Baptists like me are keenly aware that you can’t force people to believe, that people should only be baptised according to their own faith, not someone else’s. We’ve been wary, therefore, of prompting people to be baptised. The ideal scenario, when you follow that weird logic, is that we should be completely silent on the subject, and wait for the people coming to faith and kids in the youth group to suddenly come to us and request baptism. ‘That’s how we’ll really know that it’s genuine faith,’ we tell ourselves, ‘if we had nothing to do with it.’

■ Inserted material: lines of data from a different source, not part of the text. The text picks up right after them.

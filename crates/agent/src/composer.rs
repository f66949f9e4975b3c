use std::sync::Arc;
use std::time::Duration;

use serde_json::json;
use tracing::warn;

use returndesk_core::domain::conversation::Message;

use crate::branches::TurnContext;
use crate::errors::{with_timeout, AgentError};
use crate::llm::{CompletionMode, LlmClient};
use crate::prompts::{self, PromptTemplates};

pub const FALLBACK_REPLY: &str = "I'm sorry, I couldn't put together an answer just now. \
     Please try again in a moment, and include your order number if your question is about a specific order.";

const ANSWER_HISTORY: usize = 10;

/// Turns the gathered context into the customer-facing reply.
pub struct AnswerComposer {
    llm: Arc<dyn LlmClient>,
    templates: Arc<PromptTemplates>,
    store_name: String,
    reply_language: String,
    call_timeout: Duration,
}

impl AnswerComposer {
    pub fn new(
        llm: Arc<dyn LlmClient>,
        templates: Arc<PromptTemplates>,
        store_name: impl Into<String>,
        reply_language: impl Into<String>,
        call_timeout: Duration,
    ) -> Self {
        Self {
            llm,
            templates,
            store_name: store_name.into(),
            reply_language: reply_language.into(),
            call_timeout,
        }
    }

    /// Never returns an empty reply.
    pub async fn compose(&self, message: &str, history: &[Message], context: &TurnContext) -> String {
        match self.generate(message, history, context).await {
            Ok(reply) if !reply.trim().is_empty() => reply.trim().to_string(),
            Ok(_) => {
                warn!(event_name = "agent.composer.empty_reply", "completion returned no text");
                fallback(context)
            }
            Err(error) => {
                warn!(
                    event_name = "agent.composer.fallback",
                    kind = error.kind(),
                    error = %error,
                    "answer generation failed"
                );
                fallback(context)
            }
        }
    }

    async fn generate(
        &self,
        message: &str,
        history: &[Message],
        context: &TurnContext,
    ) -> Result<String, AgentError> {
        let data = context.data.as_ref().map(|lookup| {
            json!({
                "query": lookup.query,
                "rows": lookup
                    .rows
                    .iter()
                    .map(|row| serde_json::to_string(row).unwrap_or_default())
                    .collect::<Vec<_>>(),
                "truncated": lookup.truncated,
            })
        });

        let prompt = self
            .templates
            .render(
                prompts::ANSWER,
                &json!({
                    "store_name": self.store_name,
                    "reply_language": self.reply_language,
                    "history": prompts::transcript(history, ANSWER_HISTORY),
                    "message": message,
                    "passages": context.passages,
                    "data": data,
                    "notes": context.notes,
                    "return_outcome": context.return_outcome,
                }),
            )
            .map_err(AgentError::completion)?;

        with_timeout("llm.answer", self.call_timeout, async {
            self.llm.complete(&prompt, CompletionMode::Generate).await.map_err(AgentError::completion)
        })
        .await
    }
}

fn fallback(context: &TurnContext) -> String {
    match &context.return_outcome {
        Some(outcome) if !outcome.trim().is_empty() => outcome.clone(),
        _ => FALLBACK_REPLY.to_string(),
    }
}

Of course, we don’t consciously tell that to ourselves quite so clearly, because it’s clearly ridiculous. As I’ve mentioned once or two hundred times here: passivity is not purity of mission. God involves us in sparking faith in others, not merely to wait for spontaneous combustion. We should mention baptism more, not less. It’s right there in the Great Commission so it should absolutely be normalised as something that lots of people do, and have across the history of the church and around the world. There are many ways we can regularly offer opportunities for people to explore baptism, and stop short of coercing people.
Even if – especially if – your church has not had a baptism in quite some time, might you consider setting a rhythm of offering baptism discussion sessions once per quarter? Even if – especially if – every last person in your congregation has already been baptised, might it not indicate that it’s time to invite others in? And if you know someone who wittingly or unwittingly is standing a little too close to the pool of faith, why not smile mischievously, put your arm round them … and give them a copy of Taking the Plunge?